The results, collected by Schwilk’s undergraduate student Tailor Brown with the help of Willms’s team of scholars, revealed that oak resprouts shuttle water through their xylem tissue more quickly than their adult counterparts, which transport water more slowly through thinner vessels, making the adult oaks highly drought resistant. The findings are “on the cutting edge” of the new understanding that drought tolerance can change throughout a plant’s life, says Anna Jacobsen of California State University, Bakersfield, who first saw the work presented at the Ecological Society of America meeting in August 2014.
At the time, Jacobsen did not know about the small army of undergraduates who contributed to the project, but she says that their involvement provides a powerful lesson for mentors and researchers. “Typically, our response as academics... is that the students who come to us have to be passionate about the research that they’re doing,” she says. “To have students that are passionate about a project not because of the research, but because of a person.... I think is really powerful.”
“I loved being a part of a group that came together to honor a loved one in that way,” Graysen Ortega, one of the students who contributed to the project, wrote in an e-mail to The Scientist. Saba Nafees, a student who spent an hour talking with Rodriguez about his research shortly before the accident that cost him his life, says that Rodriguez’s passion for his research not only inspired her to organize his memorial service, help connect people with the research effort, and recruit her friend Brown to the project, but also motivated her to work harder in her own research endeavors. The students who worked on the project told her “they all feel very uplifted and feel like they’re learning and contributing to something larger than life,” Nafees adds.
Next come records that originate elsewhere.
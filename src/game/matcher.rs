//! Validation of selected words against the target sentence

/// Outcome of submitting a single word to a [`SentenceMatcher`]
#[derive(Clone, Copy, Debug, PartialEq, Eq)]
pub enum MatchResult {
	/// The word was the next one in the sentence
	Accepted,
	/// The word was the last missing one, the sentence is complete
	Completed,
	/// The word does not continue the sentence and was ignored
	Rejected,
}

/// Tracks how much of a target sentence has been selected, in order.
///
/// Accepted words always form a prefix of the expected words.
/// Rejected words leave the progress untouched, there is no penalty
/// for selecting a wrong word.
#[derive(Clone, Debug, Default, PartialEq, Eq)]
pub struct SentenceMatcher {
	expected: Vec<String>,
	progress: Vec<String>,
}

impl SentenceMatcher {
	pub fn new(expected: Vec<String>) -> Self {
		Self {
			expected,
			progress: Vec::new(),
		}
	}

	/// Creates a matcher for a sentence, words are separated by whitespace
	pub fn from_sentence(sentence: &str) -> Self {
		Self::new(sentence.split_whitespace().map(str::to_owned).collect())
	}

	pub fn submit(&mut self, word: &str) -> MatchResult {
		let next_index = self.progress.len();
		match self.expected.get(next_index) {
			Some(expected) if expected == word => {
				self.progress.push(word.to_owned());
				if self.is_completed() {
					MatchResult::Completed
				} else {
					MatchResult::Accepted
				}
			}
			_ => MatchResult::Rejected,
		}
	}

	pub fn expected(&self) -> &[String] {
		&self.expected
	}

	pub fn progress(&self) -> &[String] {
		&self.progress
	}

	/// Whether every word has been selected.
	/// An empty sentence is never completed.
	pub fn is_completed(&self) -> bool {
		!self.expected.is_empty() && self.progress.len() == self.expected.len()
	}
}
//! Trigger driven animations of level props

pub mod library;
mod playback;

use crate::AppSet;
use bevy::prelude::*;
pub use library::{AnimationLibrary, ControllerId};
use playback::ClipPlayback;

pub fn plugin(app: &mut App) {
	app.register_type::<AnimationLibrary>();
	app.init_resource::<AnimationLibrary>();
	app.add_plugins(playback::plugin);
	app.add_systems(
		Update,
		start_triggered_clips
			.in_set(AppSet::UpdateVisuals)
			.before(playback::tick_clip_playback),
	);
}

fn animation_easing_function(t: f32) -> f32 {
	// Linear first half, quadratic ease-out in the second half
	if t > 0.5 {
		1.0 - (1.0 - t).powi(2) * 4.0 / 3.0
	} else {
		t * 4.0 / 3.0
	}
}

/// Plays clips of an animation controller when triggers are fired on it
#[derive(Component, Clone, Debug, Default)]
pub struct SolveAnimator {
	controller: Option<ControllerId>,
	/// Triggers fired since the last frame, in order
	pending_triggers: Vec<String>,
}

impl SolveAnimator {
	pub fn controller(&self) -> Option<ControllerId> {
		self.controller
	}

	pub fn set_controller(&mut self, controller: ControllerId) {
		self.controller = Some(controller);
	}

	pub fn set_trigger(&mut self, trigger: &str) {
		self.pending_triggers.push(trigger.to_owned());
	}

	pub fn pending_triggers(&self) -> &[String] {
		&self.pending_triggers
	}
}

fn start_triggered_clips(
	mut query: Query<(Entity, &mut SolveAnimator, &Transform, Option<&Sprite>), Changed<SolveAnimator>>,
	library: Res<AnimationLibrary>,
	mut commands: Commands,
) {
	for (entity, mut animator, transform, sprite) in &mut query {
		if animator.pending_triggers.is_empty() {
			continue;
		}
		let triggers = std::mem::take(&mut animator.pending_triggers);
		let Some(controller) = animator.controller else {
			warn!("Triggers {triggers:?} fired on {entity} without an animation controller.");
			continue;
		};
		// Like a state machine with one layer, a later trigger overrides an earlier one
		for trigger in triggers {
			let Some(clip) = library.clip(controller, &trigger) else {
				debug!("Controller {controller:?} has no clip for trigger {trigger}.");
				continue;
			};
			let alpha = sprite.map_or(1.0, |sprite| sprite.color.alpha());
			commands
				.entity(entity)
				.insert(ClipPlayback::new(*clip, *transform, alpha));
		}
	}
}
“I see students inspiring one another,” says University of Portland professor Amelia Ahern-Rindell, the current president of the Council on Undergraduate Research. “I see them helping each other over hurdles.” She’s not surprised by the healing power of contributing to research in memory of a friend, but she still thinks “it’s just incredible that the students came together to support one another in this way.”
For Rodriguez’s family, it was “very humbling and very exciting” that his schoolmates took it upon themselves to finish the work he had started, his father says. The listing of Rodriguez as an author when the work is presented at conferences has also made him very proud.
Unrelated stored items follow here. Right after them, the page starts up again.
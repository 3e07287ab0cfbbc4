//! Development tools for the game. This plugin is only enabled in dev builds.

use std::time::Duration;

use bevy::{
	dev_tools::{
		fps_overlay::{FpsOverlayConfig, FpsOverlayPlugin},
		states::log_transitions,
	},
	input::common_conditions::input_just_pressed,
	prelude::*,
	window::WindowMode,
};
use itertools::Itertools as _;

use crate::{
	game::{level::LevelData, session::LevelSession, solve::SolveTiming},
	screen::{PlayingLevel, Screen},
};

pub(super) fn plugin(app: &mut App) {
	// Print state transitions in dev builds
	app.add_systems(
		Update,
		(
			log_transitions::<Screen>,
			log_transitions::<PlayingLevel>,
			print_level_session.run_if(input_just_pressed(KeyCode::KeyY)),
			toggle_solve_wait.run_if(input_just_pressed(KeyCode::KeyT)),
			toggle_fps_diagnostic.run_if(input_just_pressed(KeyCode::KeyF)),
			toggle_full_screen.run_if(input_just_pressed(KeyCode::F11)),
		),
	);
	app.init_resource::<SolveWaitState>();
	app.add_plugins(FpsOverlayPlugin {
		config: FpsOverlayConfig {
			text_color: Color::WHITE,
			text_config: TextFont {
				font_size: 12.0,
				..default()
			},
			enabled: false,
			..default()
		},
	});
}

#[derive(Resource, Clone, Copy, PartialEq, Eq, Deref, DerefMut, Debug, Default)]
struct SolveWaitState(pub usize);

fn print_level_session(sessions: Query<&LevelSession>, levels: Res<Assets<LevelData>>) {
	for session in &sessions {
		log::info!(
			"Level {}: '{}' of '{}'",
			session.number,
			session.matcher.progress().iter().join(" "),
			session.matcher.expected().iter().join(" "),
		);
		log::info!("{:?}", levels.get(&session.level));
	}
}

fn toggle_solve_wait(mut timing: ResMut<SolveTiming>, mut current_setting: ResMut<SolveWaitState>) {
	const OPTIONS: [Duration; 3] = [
		Duration::from_secs(2),
		Duration::from_millis(200),
		Duration::from_secs(10),
	];
	**current_setting = (**current_setting + 1) % OPTIONS.len();
	timing.post_solve_wait = OPTIONS[**current_setting];
	log::info!("Solve wait set to {:?}", timing.post_solve_wait);
}

fn toggle_fps_diagnostic(mut config: ResMut<FpsOverlayConfig>) {
	config.enabled = !config.enabled;
	config.frame_time_graph_config.enabled = config.enabled;
}

fn toggle_full_screen(mut window: Single<&mut Window>) {
	if window.mode == WindowMode::Windowed {
		window.mode = WindowMode::BorderlessFullscreen(MonitorSelection::Current);
	} else {
		window.mode = WindowMode::Windowed;
	}
}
The students’ tribute remembers a young man with a noticeable passion for education, science, and research. “He was just exclaiming with delight at the end of a weekend trip,” Schwilk says of Rodriguez. “He didn’t realize that there were so many unknowns and that there was so much mystery in science.”
Correction (June 4): This story has been updated from its original version to correctly reflect that Christopher Rodriguez conducted fieldwork in the Davis Mountains near Fort Davis, not the Franklin Mountains near El Paso. The Scientist regrets the error.